Alligators ought to be ashamed of themselves.


This morning, we overheard a commercial for the California Academy of Sciences. They have an albino alligator named Claude. Only for the Christmas season, they've renamed the little guy "Santa Claude." And that publicity photo makes him look just shamelessly adorable.



At least Claude lives alone. Check out this video, and imagine the crap that this poor fellow must have caught from his swampy brethren.

"Dude, that was a CAT! You EAT those things!"

Show some gator pride, fellas!

(Image from California Academy of Sciences)

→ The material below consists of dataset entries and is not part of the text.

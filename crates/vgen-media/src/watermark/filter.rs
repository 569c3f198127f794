//! Composition graph and encoder invocation for the moving watermark.

use std::path::Path;

use vgen_models::EncodingConfig;

use super::geometry::WatermarkPlan;
use crate::command::FfmpegCommand;

/// How the source audio is carried into the output.
#[derive(Debug, Clone, Copy, PartialEq, Eq)]
pub enum AudioPlan {
    /// Audio detected: optional map, stream copy.
    Copy,
    /// Probe found no audio: `-an`.
    Omit,
    /// Probe failed: map audio if it exists, stream copy.
    CopyIfPresent,
}

impl AudioPlan {
    /// `None` means the probe did not succeed.
    pub fn from_probe(has_audio: Option<bool>) -> Self {
        match has_audio {
            Some(true) => AudioPlan::Copy,
            Some(false) => AudioPlan::Omit,
            None => AudioPlan::CopyIfPresent,
        }
    }

    pub fn as_str(&self) -> &'static str {
        match self {
            AudioPlan::Copy => "copy",
            AudioPlan::Omit => "omit",
            AudioPlan::CopyIfPresent => "copy_if_present",
        }
    }
}

/// Build the `-filter_complex` graph.
///
/// Source colour format is normalised to yuv420p, the watermark is scaled
/// to the planned overlay size and faded to `opacity`,
/// then overlaid at the per-frame trajectory position.
pub fn build_overlay_graph(plan: &WatermarkPlan, opacity: f32) -> String {
    let x = plan.trajectory.x_expr();
    let y = plan.trajectory.y_expr();

    format!(
        "[0:v]format=yuv420p[base];\
         [1:v]scale={}:{},format=rgba,colorchannelmixer=aa={:.2}[wm];\
         [base][wm]overlay=x='{}':y='{}':format=auto[vout]",
        plan.overlay_width,
        plan.overlay_height,
        opacity.clamp(0.0, 1.0),
        x,
        y
    )
}

/// Full encoder command for one compositing run.
pub fn build_composite_command(
    source: &Path,
    watermark: &Path,
    output: &Path,
    plan: &WatermarkPlan,
    opacity: f32,
    audio: AudioPlan,
    encoding: &EncodingConfig,
) -> FfmpegCommand {
    // The still image is looped so the overlay lasts the whole video
    let cmd = FfmpegCommand::new(output)
        .input(source)
        .input_with_args(["-loop", "1"], watermark)
        .filter_complex(build_overlay_graph(plan, opacity))
        .map("[vout]");

    let cmd = match audio {
        AudioPlan::Copy | AudioPlan::CopyIfPresent => cmd.map("0:a?").audio_codec("copy"),
        AudioPlan::Omit => cmd.no_audio(),
    };

    // Looped image input never ends on its own
    cmd.output_args(encoding.to_video_args()).output_arg("-shortest")
}

#[cfg(test)]
mod tests {
    use super::*;

    fn plan() -> WatermarkPlan {
        WatermarkPlan::compute(1280, 720, 400, 100)
    }

    fn args_for(audio: AudioPlan) -> Vec<String> {
        build_composite_command(
            Path::new("/tmp/in.mp4"),
            Path::new("/tmp/wm.png"),
            Path::new("/tmp/out.mp4"),
            &plan(),
            0.9,
            audio,
            &EncodingConfig::default(),
        )
        .build_args()
    }

    fn has_pair(args: &[String], flag: &str, value: &str) -> bool {
        args.windows(2).any(|w| w[0] == flag && w[1] == value)
    }

    #[test]
    fn test_audio_plan_from_probe() {
        assert_eq!(AudioPlan::from_probe(Some(true)), AudioPlan::Copy);
        assert_eq!(AudioPlan::from_probe(Some(false)), AudioPlan::Omit);
        assert_eq!(AudioPlan::from_probe(None), AudioPlan::CopyIfPresent);
    }

    #[test]
    fn test_graph_shape() {
        let graph = build_overlay_graph(&plan(), 0.9);
        assert!(graph.starts_with("[0:v]format=yuv420p[base];"));
        assert!(graph.contains("[1:v]scale=178:44,format=rgba,colorchannelmixer=aa=0.90[wm]"));
        assert!(graph.contains("[base][wm]overlay=x='"));
        assert!(graph.ends_with(":format=auto[vout]"));
    }

    #[test]
    fn test_detected_audio_is_copied() {
        let args = args_for(AudioPlan::Copy);
        assert!(has_pair(&args, "-map", "0:a?"));
        assert!(!has_pair(&args, "-map", "0:a"));
        assert!(has_pair(&args, "-c:a", "copy"));
        assert!(!args.contains(&"-an".to_string()));
    }

    #[test]
    fn test_missing_audio_is_dropped() {
        let args = args_for(AudioPlan::Omit);
        assert!(args.contains(&"-an".to_string()));
        assert!(!args.iter().any(|a| a.starts_with("0:a")));
    }

    #[test]
    fn test_unknown_audio_is_optional() {
        let args = args_for(AudioPlan::CopyIfPresent);
        assert!(has_pair(&args, "-map", "0:a?"));
        assert!(has_pair(&args, "-c:a", "copy"));
    }

    #[test]
    fn test_video_encoding_profile() {
        let args = args_for(AudioPlan::Copy);
        assert!(has_pair(&args, "-map", "[vout]"));
        assert!(has_pair(&args, "-c:v", "libx264"));
        assert!(has_pair(&args, "-preset", "veryfast"));
        assert!(has_pair(&args, "-crf", "24"));
        assert!(has_pair(&args, "-movflags", "+faststart"));
        assert!(has_pair(&args, "-loop", "1"));
        assert_eq!(args.last().unwrap(), "/tmp/out.mp4");
    }
}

Tuesday, November 23, 2010

The Tefillin Should Have Been a Dead Giveaway

"American officials say they were skeptical from the start about the identity of the man who claimed to be Mullah Mansour — who by some accounts is the second-ranking official in the Taliban, behind only the founder, Mullah Mohammed Omar. Serious doubts arose after the third meeting with Afghan officials, held in the southern city of Kandahar. A man who had known Mr. Mansour years ago told Afghan officials that the man at the table did not resemble him. “He said he didn’t recognize him,” said an Afghan leader, who spoke on the condition of anonymity. "
---"Taliban Leader in Secret Talks Was an Impostor" The New York Times, November 23, 2010

Furthermore, "Mr. Mansour," known throughout Central Asia for his fearsome demeanour and merciless attitude toward "Infidels," lacked a certain physical "presence."



Other possible clues to the imposture become obvous in retrospect:

--For lunch, Mr. "Mansour" requested a Reuben sandwich, despite the fact that, according to the CIA's dossier, the terrorist despises Russian dressing.

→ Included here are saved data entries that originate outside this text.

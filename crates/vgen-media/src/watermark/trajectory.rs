//! Watermark motion path.
//!
//! The mark travels a four-phase loop around the frame:
//!
//! | phase | motion                                   |
//! |-------|------------------------------------------|
//! | 0     | left → right along the top edge          |
//! | 1     | held at the right edge, top → bottom     |
//! | 2     | right → left along the bottom edge       |
//! | 3     | held at the left edge, bottom → top      |
//!
//! with a small sinusoidal jitter on both axes. [`Trajectory::position`] is
//! the reference math; [`Trajectory::x_expr`] / [`Trajectory::y_expr`]
//! build the same function as an [`Expr`] tree that FFmpeg evaluates per
//! frame.

use std::f64::consts::TAU;
use std::fmt;

/// Number of phases in one loop.
pub const PHASE_COUNT: u32 = 4;
/// Default seconds per phase.
pub const DEFAULT_SEGMENT_SECS: f64 = 5.0;
/// Jitter period on the x axis (seconds).
pub const JITTER_PERIOD_X: f64 = 4.8;
/// Jitter period on the y axis (seconds).
pub const JITTER_PERIOD_Y: f64 = 3.7;

/// Position of the overlay's top-left corner over time.
#[derive(Debug, Clone, PartialEq)]
pub struct Trajectory {
    /// x when hugging the left edge
    pub left: f64,
    /// x when hugging the right edge
    pub right: f64,
    /// y when hugging the top edge
    pub top: f64,
    /// y when hugging the bottom edge
    pub bottom: f64,
    /// Seconds per phase
    pub segment_secs: f64,
    /// Jitter amplitude in pixels
    pub jitter: f64,
    pub jitter_period_x: f64,
    pub jitter_period_y: f64,
}

impl Trajectory {
    /// Full loop duration in seconds.
    pub fn cycle_secs(&self) -> f64 {
        self.segment_secs * PHASE_COUNT as f64
    }

    /// Phase index and progress within the phase (0..1) at time `t`.
    pub fn phase_at(&self, t: f64) -> (u32, f64) {
        let segment = (t / self.segment_secs).floor();
        let phase = segment.rem_euclid(PHASE_COUNT as f64) as u32;
        let progress = (t - self.segment_secs * segment) / self.segment_secs;
        (phase, progress)
    }

    /// Position for a phase, progress within it, and absolute time.
    pub fn position(&self, phase: u32, progress: f64, t: f64) -> (f64, f64) {
        let p = progress.clamp(0.0, 1.0);
        let (x, y) = match phase % PHASE_COUNT {
            0 => (lerp(self.left, self.right, p), self.top),
            1 => (self.right, lerp(self.top, self.bottom, p)),
            2 => (lerp(self.right, self.left, p), self.bottom),
            _ => (self.left, lerp(self.bottom, self.top, p)),
        };

        (
            x + self.jitter * (TAU * t / self.jitter_period_x).sin(),
            y + self.jitter * (TAU * t / self.jitter_period_y).sin(),
        )
    }

    /// Position at time `t`.
    pub fn position_at(&self, t: f64) -> (f64, f64) {
        let (phase, progress) = self.phase_at(t);
        self.position(phase, progress, t)
    }

    /// Per-frame x expression.
    pub fn x_expr(&self) -> Expr {
        let phases = [
            lerp_expr(self.left, self.right, self.progress_expr()),
            Expr::Num(self.right),
            lerp_expr(self.right, self.left, self.progress_expr()),
            Expr::Num(self.left),
        ];
        self.select_phase(phases)
            .add(jitter_expr(self.jitter, self.jitter_period_x))
    }

    /// Per-frame y expression.
    pub fn y_expr(&self) -> Expr {
        let phases = [
            Expr::Num(self.top),
            lerp_expr(self.top, self.bottom, self.progress_expr()),
            Expr::Num(self.bottom),
            lerp_expr(self.bottom, self.top, self.progress_expr()),
        ];
        self.select_phase(phases)
            .add(jitter_expr(self.jitter, self.jitter_period_y))
    }

    /// `mod(floor(t/segment), 4)`
    fn phase_expr(&self) -> Expr {
        Expr::Time
            .div(Expr::Num(self.segment_secs))
            .floor()
            .modulo(Expr::Num(PHASE_COUNT as f64))
    }

    /// `mod(t, segment) / segment`
    fn progress_expr(&self) -> Expr {
        Expr::Time
            .modulo(Expr::Num(self.segment_secs))
            .div(Expr::Num(self.segment_secs))
    }

    /// Nested `if(eq(phase,0), a, if(eq(phase,1), b, if(eq(phase,2), c, d)))`.
    fn select_phase(&self, phases: [Expr; 4]) -> Expr {
        let [p0, p1, p2, p3] = phases;
        let branch = |index: f64, then: Expr, otherwise: Expr| {
            Expr::If(
                Box::new(Expr::Eq(
                    Box::new(self.phase_expr()),
                    Box::new(Expr::Num(index)),
                )),
                Box::new(then),
                Box::new(otherwise),
            )
        };
        branch(0.0, p0, branch(1.0, p1, branch(2.0, p2, p3)))
    }
}

fn lerp(from: f64, to: f64, p: f64) -> f64 {
    from + (to - from) * p
}

fn lerp_expr(from: f64, to: f64, progress: Expr) -> Expr {
    Expr::Num(from).add(Expr::Num(to - from).mul(progress))
}

fn jitter_expr(amplitude: f64, period: f64) -> Expr {
    Expr::Num(amplitude).mul(Expr::Sin(Box::new(Expr::Num(TAU / period).mul(Expr::Time))))
}

/// Arithmetic expression over the frame time `t`.
///
/// `Display` renders FFmpeg expression syntax; [`Expr::eval`] follows
/// FFmpeg's semantics so the two can be checked against each other.
#[derive(Debug, Clone, PartialEq)]
pub enum Expr {
    Num(f64),
    /// Frame timestamp in seconds
    Time,
    Add(Box<Expr>, Box<Expr>),
    Mul(Box<Expr>, Box<Expr>),
    Div(Box<Expr>, Box<Expr>),
    Mod(Box<Expr>, Box<Expr>),
    Floor(Box<Expr>),
    Sin(Box<Expr>),
    /// 1 when equal, else 0
    Eq(Box<Expr>, Box<Expr>),
    /// if(cond, then, else); cond is true when non-zero
    If(Box<Expr>, Box<Expr>, Box<Expr>),
}

impl Expr {
    pub fn add(self, rhs: Expr) -> Expr {
        Expr::Add(Box::new(self), Box::new(rhs))
    }

    pub fn mul(self, rhs: Expr) -> Expr {
        Expr::Mul(Box::new(self), Box::new(rhs))
    }

    pub fn div(self, rhs: Expr) -> Expr {
        Expr::Div(Box::new(self), Box::new(rhs))
    }

    pub fn modulo(self, rhs: Expr) -> Expr {
        Expr::Mod(Box::new(self), Box::new(rhs))
    }

    pub fn floor(self) -> Expr {
        Expr::Floor(Box::new(self))
    }

    /// Evaluate at time `t`.
    pub fn eval(&self, t: f64) -> f64 {
        match self {
            Expr::Num(v) => *v,
            Expr::Time => t,
            Expr::Add(a, b) => a.eval(t) + b.eval(t),
            Expr::Mul(a, b) => a.eval(t) * b.eval(t),
            Expr::Div(a, b) => a.eval(t) / b.eval(t),
            Expr::Mod(a, b) => {
                let (a, b) = (a.eval(t), b.eval(t));
                a - b * (a / b).floor()
            }
            Expr::Floor(a) => a.eval(t).floor(),
            Expr::Sin(a) => a.eval(t).sin(),
            Expr::Eq(a, b) => {
                if a.eval(t) == b.eval(t) {
                    1.0
                } else {
                    0.0
                }
            }
            Expr::If(cond, then, otherwise) => {
                if cond.eval(t) != 0.0 {
                    then.eval(t)
                } else {
                    otherwise.eval(t)
                }
            }
        }
    }
}

impl fmt::Display for Expr {
    fn fmt(&self, f: &mut fmt::Formatter<'_>) -> fmt::Result {
        match self {
            Expr::Num(v) if *v < 0.0 => write!(f, "({})", format_num(*v)),
            Expr::Num(v) => f.write_str(&format_num(*v)),
            Expr::Time => f.write_str("t"),
            Expr::Add(a, b) => write!(f, "({}+{})", a, b),
            Expr::Mul(a, b) => write!(f, "({}*{})", a, b),
            Expr::Div(a, b) => write!(f, "({}/{})", a, b),
            Expr::Mod(a, b) => write!(f, "mod({},{})", a, b),
            Expr::Floor(a) => write!(f, "floor({})", a),
            Expr::Sin(a) => write!(f, "sin({})", a),
            Expr::Eq(a, b) => write!(f, "eq({},{})", a, b),
            Expr::If(c, a, b) => write!(f, "if({},{},{})", c, a, b),
        }
    }
}

/// Fixed six-decimal rendering, trailing zeros trimmed.
fn format_num(v: f64) -> String {
    let s = format!("{:.6}", v);
    let s = s.trim_end_matches('0').trim_end_matches('.');
    if s.is_empty() || s == "-" {
        "0".to_string()
    } else {
        s.to_string()
    }
}
//! Overlay sizing and placement derived from the target frame.

use vgen_models::Orientation;

use super::trajectory::{
    Trajectory, DEFAULT_SEGMENT_SECS, JITTER_PERIOD_X, JITTER_PERIOD_Y, PHASE_COUNT,
};

/// Overlay width as a fraction of frame width, portrait frames.
pub const PORTRAIT_WIDTH_RATIO: f64 = 0.18;
/// Overlay width as a fraction of frame width, landscape frames.
pub const LANDSCAPE_WIDTH_RATIO: f64 = 0.14;

const MARGIN_RATIO: f64 = 0.03;
const MARGIN_MIN: f64 = 16.0;
const MARGIN_MAX: f64 = 48.0;

const JITTER_RATIO: f64 = 0.006;
const JITTER_MIN: f64 = 2.0;
const JITTER_MAX: f64 = 8.0;

/// Size, margins and motion of the watermark for one target frame.
#[derive(Debug, Clone, PartialEq)]
pub struct WatermarkPlan {
    pub orientation: Orientation,
    pub target_width: u32,
    pub target_height: u32,
    pub overlay_width: u32,
    pub overlay_height: u32,
    pub margin: f64,
    pub jitter: f64,
    pub segment_secs: f64,
    pub cycle_secs: f64,
    pub trajectory: Trajectory,
}

impl WatermarkPlan {
    /// Plan for a `target_width`×`target_height` frame and an asset of the
    /// given pixel size.
    pub fn compute(target_width: u32, target_height: u32, asset_width: u32, asset_height: u32) -> Self {
        let orientation = Orientation::from_dimensions(target_width, target_height);
        let width = target_width as f64;
        let height = target_height as f64;

        let ratio = match orientation {
            Orientation::Portrait => PORTRAIT_WIDTH_RATIO,
            Orientation::Landscape => LANDSCAPE_WIDTH_RATIO,
        };
        let overlay_width = even((width * ratio).round().max(2.0));

        let asset_aspect = if asset_width == 0 {
            1.0
        } else {
            asset_height as f64 / asset_width as f64
        };
        let overlay_height = even((overlay_width as f64 * asset_aspect).round().max(2.0));

        let margin = (width * MARGIN_RATIO).clamp(MARGIN_MIN, MARGIN_MAX);
        let jitter = (width * JITTER_RATIO).clamp(JITTER_MIN, JITTER_MAX);

        // Far edges never cross the near ones on tiny frames
        let right = (width - margin - overlay_width as f64).max(margin);
        let bottom = (height - margin - overlay_height as f64).max(margin);

        let trajectory = Trajectory {
            left: margin,
            right,
            top: margin,
            bottom,
            segment_secs: DEFAULT_SEGMENT_SECS,
            jitter,
            jitter_period_x: JITTER_PERIOD_X,
            jitter_period_y: JITTER_PERIOD_Y,
        };

        Self {
            orientation,
            target_width,
            target_height,
            overlay_width,
            overlay_height,
            margin,
            jitter,
            segment_secs: DEFAULT_SEGMENT_SECS,
            cycle_secs: DEFAULT_SEGMENT_SECS * PHASE_COUNT as f64,
            trajectory,
        }
    }
}

/// Round down to an even pixel count (min 2).
fn even(v: f64) -> u32 {
    let v = v as u32;
    (v - v % 2).max(2)
}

--"Mr." Mansour repeatedly mispronounced "Taliban."

--Mr"." Mansour said he would help broker formal peace talks between the Taliban ("Tellybone") and the Afghan government, but only if Hamid Karzai would give him his cape.

Seriously, though, how the negotiators couldn't have figured out that Mansour was a fake when he showed up with his Korean daughter is beyond us-- What's that? His WIFE?!? OK, that's just sick.

(Image from Listal.com)

Monday, November 22, 2010

Picture This, Too


With all the foofaraw (sorry for the technical language) over the Transportation Security Administration's new full-body scans, it seems people have forgotten a basic premise of terrorism: As soon as law-enforcement figures out how to thwart one tactic, the bad guys just come up with a new one. Since these Pillsbury-Doughboy-esque renditions of the human form theoretically prevent people from boarding planes with explosives woven into their underwear, attackers will simply come up with a new method. We only half-sarcastically express a fear of edible explosives. Why not? For that matter, since Al Qaeda and its ilk have discovered they can cause untold billions of dollars worth of economic misery simply with a failed attack on cargo planes, why would they bother to try outsmarting the latest high-tech security system? Why do we bother with semi-prurient x-rays of those headed for flyover country?

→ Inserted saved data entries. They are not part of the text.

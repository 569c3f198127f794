//! End-to-end pipeline tests against mocked remote services.

use std::time::Duration;

use serde_json::json;
use tokio_test::assert_ok;
use vgen_client::{CompletionConfig, RenderClientConfig};
use vgen_media::{CompositeOptions, EncoderEngine, SharedEncoder, WatermarkConfig};
use vgen_models::{AspectRatio, GenerationRequest, Orientation, ResolutionTier};
use vgen_worker::{
    DownloadService, GenerationPipeline, LoggingRecordSink, PollConfig, Remediation, WorkerConfig,
    WorkerError,
};
use wiremock::matchers::{body_partial_json, method, path, query_param};
use wiremock::{Mock, MockServer, ResponseTemplate};

fn fast_poll() -> PollConfig {
    PollConfig {
        base_interval: Duration::from_millis(10),
        max_interval: Duration::from_millis(20),
        backoff_factor: 1.2,
        timeout: Duration::from_secs(5),
    }
}

fn config_for(render: &MockServer, completion: Option<&MockServer>) -> WorkerConfig {
    let completion = match completion {
        Some(server) => CompletionConfig::default()
            .with_base_url(server.uri())
            .with_api_key("completion-key"),
        None => CompletionConfig::default(),
    };

    WorkerConfig {
        completion,
        render: RenderClientConfig::default()
            .with_base_url(render.uri())
            .with_api_key("render-key"),
        poll: fast_poll(),
        ..WorkerConfig::default()
    }
}

async fn mount_status_sequence(server: &MockServer, job_id: &str) {
    Mock::given(method("GET"))
        .and(path("/record-info"))
        .and(query_param("jobId", job_id))
        .respond_with(ResponseTemplate::new(200).set_body_json(json!({
            "code": 200,
            "msg": "success",
            "data": {"taskId": job_id, "successFlag": 0}
        })))
        .up_to_n_times(2)
        .mount(server)
        .await;

    Mock::given(method("GET"))
        .and(path("/record-info"))
        .and(query_param("jobId", job_id))
        .respond_with(ResponseTemplate::new(200).set_body_json(json!({
            "code": 200,
            "msg": "success",
            "data": {
                "taskId": job_id,
                "successFlag": 1,
                "response": {"resultUrls": [format!("https://cdn.example/{}.mp4", job_id)]}
            }
        })))
        .mount(server)
        .await;
}

#[tokio::test]
async fn test_unconfigured_enhancer_submits_free_prompt() {
    let render = MockServer::start().await;

    Mock::given(method("POST"))
        .and(path("/generate"))
        .and(body_partial_json(json!({
            "prompt": "free. cat skateboarding",
            "aspectRatio": "16:9"
        })))
        .respond_with(ResponseTemplate::new(200).set_body_json(json!({
            "code": 200,
            "msg": "success",
            "data": {"taskId": "job-cat"}
        })))
        .expect(1)
        .mount(&render)
        .await;
    mount_status_sequence(&render, "job-cat").await;

    let pipeline = GenerationPipeline::from_config(&config_for(&render, None)).unwrap();
    let outcome = pipeline
        .generate_for_user(
            "user-1",
            &GenerationRequest::new("cat skateboarding"),
            &LoggingRecordSink,
        )
        .await
        .unwrap();

    assert!(outcome.enhancement.is_fallback());
    assert_eq!(outcome.handle.id().as_str(), "job-cat");
    assert_eq!(
        outcome.result.locators().to_vec(),
        vec!["https://cdn.example/job-cat.mp4".to_string()]
    );
}

#[tokio::test]
async fn test_remote_enhancement_is_submitted() {
    let render = MockServer::start().await;
    let completion = MockServer::start().await;

    Mock::given(method("POST"))
        .and(path("/chat/completions"))
        .respond_with(ResponseTemplate::new(200).set_body_json(json!({
            "choices": [{
                "message": {
                    "role": "assistant",
                    "content": "{\"final_prompt\": \"A tabby cat carves down a sunlit ramp\"}"
                }
            }]
        })))
        .expect(1)
        .mount(&completion)
        .await;

    Mock::given(method("POST"))
        .and(path("/generate"))
        .and(body_partial_json(json!({
            "prompt": "A tabby cat carves down a sunlit ramp",
            "aspectRatio": "9:16",
            "model": "veo3"
        })))
        .respond_with(ResponseTemplate::new(200).set_body_json(json!({
            "code": 200,
            "data": {"taskId": "job-remote"}
        })))
        .expect(1)
        .mount(&render)
        .await;
    mount_status_sequence(&render, "job-remote").await;

    let request = GenerationRequest::new("cat skateboarding")
        .with_theme("summer")
        .with_aspect_ratio(AspectRatio::Portrait)
        .with_tier(ResolutionTier::High);

    let pipeline = GenerationPipeline::from_config(&config_for(&render, Some(&completion))).unwrap();
    let outcome = pipeline.generate(&request).await.unwrap();

    assert!(!outcome.enhancement.is_fallback());
    assert_eq!(outcome.submitted_prompt(), "A tabby cat carves down a sunlit ramp");
}

#[tokio::test]
async fn test_insufficient_balance_is_not_a_rejection() {
    let render = MockServer::start().await;

    Mock::given(method("POST"))
        .and(path("/generate"))
        .and(body_partial_json(json!({"prompt": "free. broke"})))
        .respond_with(ResponseTemplate::new(200).set_body_json(json!({
            "code": 402,
            "msg": "Credits insufficient"
        })))
        .mount(&render)
        .await;
    Mock::given(method("POST"))
        .and(path("/generate"))
        .and(body_partial_json(json!({"prompt": "free. flagged"})))
        .respond_with(ResponseTemplate::new(200).set_body_json(json!({
            "code": 400,
            "msg": "prompt violates content policy"
        })))
        .mount(&render)
        .await;
    Mock::given(method("GET"))
        .and(path("/record-info"))
        .respond_with(ResponseTemplate::new(500))
        .expect(0)
        .mount(&render)
        .await;

    let pipeline = GenerationPipeline::from_config(&config_for(&render, None)).unwrap();

    let balance = pipeline
        .generate(&GenerationRequest::new("broke"))
        .await
        .unwrap_err();
    assert!(balance.is_insufficient_balance());
    assert_eq!(balance.remediation(), Remediation::TopUp);

    let rejected = pipeline
        .generate(&GenerationRequest::new("flagged"))
        .await
        .unwrap_err();
    assert!(matches!(
        rejected,
        WorkerError::RemoteRejected { code: 400, ref message } if message.contains("content policy")
    ));
    assert_ne!(rejected.remediation(), Remediation::TopUp);
}

#[tokio::test]
async fn test_remote_generation_failure_surfaces_message() {
    let render = MockServer::start().await;

    Mock::given(method("POST"))
        .and(path("/generate"))
        .respond_with(ResponseTemplate::new(200).set_body_json(json!({
            "code": 200,
            "data": {"taskId": "job-bad"}
        })))
        .mount(&render)
        .await;
    Mock::given(method("GET"))
        .and(path("/record-info"))
        .respond_with(ResponseTemplate::new(200).set_body_json(json!({
            "code": 200,
            "data": {
                "taskId": "job-bad",
                "successFlag": 3,
                "errorMessage": "safety filter triggered"
            }
        })))
        .mount(&render)
        .await;

    let pipeline = GenerationPipeline::from_config(&config_for(&render, None)).unwrap();
    let err = pipeline
        .generate(&GenerationRequest::new("anything"))
        .await
        .unwrap_err();

    assert!(matches!(
        err,
        WorkerError::JobFailed { ref message, .. } if message == "safety filter triggered"
    ));
}

#[tokio::test]
async fn test_download_without_encoder_keeps_original() {
    let dir = tempfile::tempdir().unwrap();
    let server = MockServer::start().await;

    Mock::given(method("GET"))
        .and(path("/videos/job-cat.mp4"))
        .respond_with(ResponseTemplate::new(200).set_body_bytes(b"original-bytes".to_vec()))
        .mount(&server)
        .await;

    let config = WorkerConfig {
        watermark: WatermarkConfig::default().with_image_path(dir.path().join("missing.png")),
        download_dir: dir.path().join("downloads"),
        ..WorkerConfig::default()
    };
    let encoder = SharedEncoder::preloaded(EncoderEngine::with_paths(
        "/nonexistent/ffmpeg",
        "/nonexistent/ffprobe",
    ));
    let service = DownloadService::from_config(&config, encoder);

    let locator = format!("{}/videos/job-cat.mp4?sig=abc", server.uri());
    let options = CompositeOptions::new(ResolutionTier::Standard, AspectRatio::Portrait);
    let outcome = assert_ok!(service.download(&locator, &options).await);

    assert!(!outcome.watermark_applied);
    assert_eq!(outcome.orientation, Orientation::Portrait);
    assert_eq!(outcome.path, dir.path().join("downloads").join("job-cat.mp4"));
    assert_eq!(std::fs::read(&outcome.path).unwrap(), b"original-bytes");
    assert!(!outcome.log.is_empty());
}

#[tokio::test]
async fn test_download_of_missing_remote_fails() {
    let dir = tempfile::tempdir().unwrap();
    let server = MockServer::start().await;

    Mock::given(method("GET"))
        .respond_with(ResponseTemplate::new(404))
        .mount(&server)
        .await;

    let config = WorkerConfig {
        download_dir: dir.path().to_path_buf(),
        ..WorkerConfig::default()
    };
    let service = DownloadService::from_config(&config, SharedEncoder::new());

    let err = service
        .download(&format!("{}/gone.mp4", server.uri()), &CompositeOptions::default())
        .await
        .unwrap_err();
    assert!(matches!(err, WorkerError::DownloadFailed(_)));
    assert_eq!(std::fs::read_dir(dir.path()).unwrap().count(), 0);
}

There has to be a better way.

Sunday, November 21, 2010

Jets Football: Torture (A Brief Post)


By pretty much any metric, the New York Jets have proven themselves one of the elite teams in the NFL. (Now there's a sentence we would never have imagined ourselves typing.) Still, their more-than-respectable 8-2 record belies the drama of the last month's worth of games: A last-second win against Denver occasioned by an egregious pass-intereference call; overtime wins agains two of the weaker teams in the NFL (Detroit and Cleveland); and today's come-from-behind victory over Houston with under a minute left in the game.

Maybe the Jets are taking a page from the World Series champion Giants: Torturing their fans seemed to work well for them.